Für uns ist es essenziell, die Eigenverantwortung von Menschen mit Behinderungen zu stärken und die Selbstbestimmung zu fördern. Welches Ziel / Zweck verfolgt die UPD gegenüber den Ratsuchenden?
Im Kern geht es darum, durch Information, Aufklärung und Beratung die eigene Gesundheitskompetenz der Ratsuchenden zu stärken. Unsere Beratung soll den Ratsuchenden helfen, die für sie passende Entscheidung zu treffen. Handlungsleitend für unsere medizinischen Beratungen sind dabei die Methoden des Shared Decision Making. Wenn Patientinnen und Patienten in einem partnerschaftlichen Dialog und auf gut informierter Grundlage die für sie richtigen Entscheidungen treffen, ist das gut für alle Beteiligten.

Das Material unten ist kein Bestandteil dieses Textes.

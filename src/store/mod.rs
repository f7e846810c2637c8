//! Contract between the gateway and the remote chunked object store.
//!
//! The gateway only relies on two capabilities from the store: opening an
//! authenticated session for a partition, and fetching a bounded window of an
//! object's bytes through such a session. Metadata lookups and persistence are
//! used by the landing page and the ingestion pipeline.

use std::fmt;
use std::path::PathBuf;
use std::sync::Arc;

use anyhow::Context;
use async_trait::async_trait;
use bytes::Bytes;
use serde::{Deserialize, Serialize};

use crate::error::GatewayResult;

pub mod memory;
pub mod s3;

/// Routing domain of the store that needs its own authenticated session.
pub type PartitionId = String;

/// Locator of a stored object: the container it was appended to and its
/// sequence number inside that container.
#[derive(Debug, Clone, PartialEq, Eq, Hash, Serialize, Deserialize)]
pub struct ObjectDescriptor {
    pub container: String,
    pub sequence: u64,
}

impl ObjectDescriptor {
    pub fn new(container: impl Into<String>, sequence: u64) -> Self {
        Self {
            container: container.into(),
            sequence,
        }
    }
}

impl fmt::Display for ObjectDescriptor {
    fn fmt(&self, f: &mut fmt::Formatter<'_>) -> fmt::Result {
        write!(f, "{}/{}", self.container, self.sequence)
    }
}

#[derive(Debug, Clone, Copy, PartialEq, Eq, Serialize, Deserialize)]
#[serde(rename_all = "lowercase")]
pub enum MediaKind {
    Document,
    Video,
    Audio,
}

impl MediaKind {
    pub fn from_mime(mime: &str) -> Self {
        if mime.starts_with("video/") {
            MediaKind::Video
        } else if mime.starts_with("audio/") {
            MediaKind::Audio
        } else {
            MediaKind::Document
        }
    }

    pub fn is_playable(self) -> bool {
        matches!(self, MediaKind::Video | MediaKind::Audio)
    }
}

/// Metadata of a stored object as reported by the store.
#[derive(Debug, Clone)]
pub struct Media {
    pub kind: MediaKind,
    pub name: String,
    pub size: u64,
    pub mime_type: Option<String>,
    pub partition: PartitionId,
    /// RFC 7231 formatted, ready for a `Last-Modified` header.
    pub last_modified: Option<String>,
}

impl Media {
    pub fn content_type(&self) -> &str {
        self.mime_type
            .as_deref()
            .unwrap_or("application/octet-stream")
    }
}

/// A spooled local file about to be appended to the store.
#[derive(Debug, Clone)]
pub struct Upload {
    pub path: PathBuf,
    pub name: String,
    pub mime_type: String,
    pub size: u64,
}

/// Credentialed handle to the remote store. One of these backs every
/// Session Pool entry.
#[async_trait]
pub trait ObjectStore: Send + Sync {
    /// Perform the store's session handshake for `partition`.
    async fn establish_session(
        &self,
        partition: &PartitionId,
    ) -> GatewayResult<Arc<dyn StoreSession>>;

    /// Authoritative metadata, `None` when the object does not exist.
    async fn stat(&self, object: &ObjectDescriptor) -> GatewayResult<Option<Media>>;

    /// Append a local file to the store's channel.
    async fn persist(&self, upload: Upload) -> GatewayResult<ObjectDescriptor>;

    /// Confirm `container` exists and these credentials may read it.
    async fn check_access(&self, container: &str) -> GatewayResult<()>;
}

/// Startup gate: refuse to serve from a container the store cannot reach.
pub async fn ensure_reachable(store: &dyn ObjectStore, container: &str) -> anyhow::Result<()> {
    store.check_access(container).await.with_context(|| {
        format!("storage container {container:?} is not reachable; check its name and credentials")
    })
}

/// Authenticated session bound to one partition.
#[async_trait]
pub trait StoreSession: Send + Sync {
    fn partition(&self) -> &PartitionId;

    /// Up to `limit` bytes starting at `offset`. A short or empty result means
    /// the object ended; it is not an error.
    async fn fetch_chunk(
        &self,
        object: &ObjectDescriptor,
        offset: u64,
        limit: u64,
    ) -> GatewayResult<Bytes>;
}

#[cfg(test)]
mod tests {
    use super::*;
    use crate::error::GatewayError;
    use crate::store::memory::MemoryStore;

    #[tokio::test]
    async fn unreachable_container_fails_startup_check() {
        let store = MemoryStore::new("media", "p1");
        ensure_reachable(&store, "media").await.unwrap();

        let err = ensure_reachable(&store, "elsewhere").await.unwrap_err();
        assert!(err.to_string().contains("\"elsewhere\" is not reachable"), "{err}");
        assert!(matches!(
            err.downcast_ref::<GatewayError>(),
            Some(GatewayError::UpstreamUnavailable(_))
        ));
    }

    #[test]
    fn media_kind_from_mime() {
        assert_eq!(MediaKind::from_mime("video/mp4"), MediaKind::Video);
        assert_eq!(MediaKind::from_mime("audio/mpeg"), MediaKind::Audio);
        assert_eq!(MediaKind::from_mime("application/zip"), MediaKind::Document);
        assert!(!MediaKind::Document.is_playable());
    }

    #[test]
    fn default_content_type() {
        let media = Media {
            kind: MediaKind::Document,
            name: "a.bin".into(),
            size: 1,
            mime_type: None,
            partition: "p1".into(),
            last_modified: None,
        };
        assert_eq!(media.content_type(), "application/octet-stream");
    }
}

Welche Unterschiede sehen Sie zwischen UPD und EUTB®?
Ich sehe vor allem Gemeinsamkeiten: Beide Beratungsangebote sind noch vergleichsweise jung und haben sich nach einer Aufbauphase in der Praxis bewähren können.
Beide Beratungsangebote sind außerdem von der Motivation getragen, eine Beratung in zeitgemäßer Form anzubieten, die sich an den Bedürfnissen derjenigen ausrichtet, die von der Beratung profitieren sollen.
Beide, EUTB® und UPD beraten unabhängig, beide Beratungsangebote sind in der Nutzung kosten- und barrierefrei. Und beide Beratungseinrichtungen überlassen es den Ratsuchenden selbst, sich die für sie passende Beratungsform oder Beratungsstelle aus einer Vielzahl an Wegen oder Beratungsstellen auszuwählen. Auch der Gedanke des Leitbilds der EUTB®, partnerschaftlich mit allen Netzwerkpartnern zusammenzuarbeiten, die sich dem übergeordneten Ziel verpflichtet fühlen, passt komplementär sehr gut zur allgemeineren Beratungsaufgabe der UPD. Im Fall der EUTB® bezieht sich das Ziel spezifisch mehr auf Rehabilitation und Teilhabe.
Wir bedanken uns für das Interview und wünschen Ihnen und der UPD weiterhin viel Erfolg!